> _About this task_:
This exercise asks for a copy of each line in the records below with the word "default" in it.
[Opening Data records section]
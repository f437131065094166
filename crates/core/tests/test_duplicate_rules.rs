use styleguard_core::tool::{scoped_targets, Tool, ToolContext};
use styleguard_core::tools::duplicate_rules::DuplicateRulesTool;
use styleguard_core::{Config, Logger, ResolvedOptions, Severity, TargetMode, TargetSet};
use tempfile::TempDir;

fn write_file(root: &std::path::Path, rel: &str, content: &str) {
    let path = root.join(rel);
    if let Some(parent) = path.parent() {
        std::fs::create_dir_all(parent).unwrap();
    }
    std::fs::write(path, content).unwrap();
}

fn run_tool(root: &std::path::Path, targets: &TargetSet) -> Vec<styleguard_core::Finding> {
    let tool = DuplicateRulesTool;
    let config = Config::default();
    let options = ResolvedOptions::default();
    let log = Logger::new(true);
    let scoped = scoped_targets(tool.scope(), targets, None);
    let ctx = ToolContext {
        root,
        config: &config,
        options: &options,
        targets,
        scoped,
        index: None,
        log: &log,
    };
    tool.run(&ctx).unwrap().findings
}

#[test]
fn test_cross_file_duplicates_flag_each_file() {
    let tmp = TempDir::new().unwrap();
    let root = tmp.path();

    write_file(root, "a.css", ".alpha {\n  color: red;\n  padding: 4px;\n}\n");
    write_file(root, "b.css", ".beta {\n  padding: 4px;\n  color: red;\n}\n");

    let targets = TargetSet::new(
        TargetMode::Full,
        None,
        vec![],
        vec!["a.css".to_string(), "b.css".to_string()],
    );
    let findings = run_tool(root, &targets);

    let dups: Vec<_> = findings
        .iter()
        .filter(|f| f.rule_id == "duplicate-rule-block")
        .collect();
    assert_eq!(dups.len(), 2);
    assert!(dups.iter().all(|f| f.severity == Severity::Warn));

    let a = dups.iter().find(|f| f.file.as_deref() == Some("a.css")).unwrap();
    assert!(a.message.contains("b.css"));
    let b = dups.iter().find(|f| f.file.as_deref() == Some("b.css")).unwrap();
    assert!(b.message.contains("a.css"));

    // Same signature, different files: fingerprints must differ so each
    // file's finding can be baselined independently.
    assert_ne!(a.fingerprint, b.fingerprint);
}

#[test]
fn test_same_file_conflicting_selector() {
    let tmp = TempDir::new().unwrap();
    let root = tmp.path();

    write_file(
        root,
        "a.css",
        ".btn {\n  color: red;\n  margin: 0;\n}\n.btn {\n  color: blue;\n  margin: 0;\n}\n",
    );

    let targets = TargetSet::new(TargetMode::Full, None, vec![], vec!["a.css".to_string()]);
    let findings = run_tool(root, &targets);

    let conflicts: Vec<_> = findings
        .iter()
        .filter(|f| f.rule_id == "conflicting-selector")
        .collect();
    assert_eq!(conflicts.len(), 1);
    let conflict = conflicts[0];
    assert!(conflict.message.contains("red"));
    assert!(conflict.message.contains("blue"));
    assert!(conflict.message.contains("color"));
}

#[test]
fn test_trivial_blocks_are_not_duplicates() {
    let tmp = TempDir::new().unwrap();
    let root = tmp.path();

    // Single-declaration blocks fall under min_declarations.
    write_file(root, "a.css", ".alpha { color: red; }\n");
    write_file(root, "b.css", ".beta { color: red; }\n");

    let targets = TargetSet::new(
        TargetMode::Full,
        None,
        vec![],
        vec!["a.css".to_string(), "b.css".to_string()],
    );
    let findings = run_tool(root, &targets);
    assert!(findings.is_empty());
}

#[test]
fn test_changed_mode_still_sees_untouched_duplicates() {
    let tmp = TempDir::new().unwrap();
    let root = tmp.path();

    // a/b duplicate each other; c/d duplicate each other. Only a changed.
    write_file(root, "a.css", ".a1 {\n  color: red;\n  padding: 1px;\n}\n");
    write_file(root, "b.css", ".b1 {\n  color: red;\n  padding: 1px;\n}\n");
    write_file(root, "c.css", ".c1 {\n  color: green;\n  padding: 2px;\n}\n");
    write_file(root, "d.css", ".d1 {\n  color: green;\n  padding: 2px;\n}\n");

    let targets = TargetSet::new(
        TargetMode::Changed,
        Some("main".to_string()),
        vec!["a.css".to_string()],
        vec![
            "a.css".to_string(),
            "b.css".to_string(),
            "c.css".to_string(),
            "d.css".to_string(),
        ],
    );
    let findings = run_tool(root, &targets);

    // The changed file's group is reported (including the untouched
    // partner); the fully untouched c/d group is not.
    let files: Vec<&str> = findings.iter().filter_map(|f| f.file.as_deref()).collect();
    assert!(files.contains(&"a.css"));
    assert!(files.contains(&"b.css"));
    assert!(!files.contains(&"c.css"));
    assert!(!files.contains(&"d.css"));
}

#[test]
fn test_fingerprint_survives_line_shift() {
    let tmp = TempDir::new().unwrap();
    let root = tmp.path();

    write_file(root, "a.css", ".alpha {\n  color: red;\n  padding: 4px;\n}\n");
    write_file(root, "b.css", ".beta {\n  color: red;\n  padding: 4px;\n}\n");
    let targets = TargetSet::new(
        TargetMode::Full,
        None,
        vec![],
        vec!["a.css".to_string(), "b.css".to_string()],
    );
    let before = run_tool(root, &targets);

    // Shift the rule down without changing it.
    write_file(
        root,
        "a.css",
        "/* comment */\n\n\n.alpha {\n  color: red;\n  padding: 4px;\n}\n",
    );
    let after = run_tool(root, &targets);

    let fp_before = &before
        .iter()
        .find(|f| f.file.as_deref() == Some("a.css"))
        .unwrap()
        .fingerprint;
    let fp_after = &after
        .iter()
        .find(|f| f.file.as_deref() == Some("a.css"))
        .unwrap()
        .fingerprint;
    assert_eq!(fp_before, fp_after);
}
[Closing Data records section]
> _Task response_:
    let config = Config::default();
    let options = ResolvedOptions::default();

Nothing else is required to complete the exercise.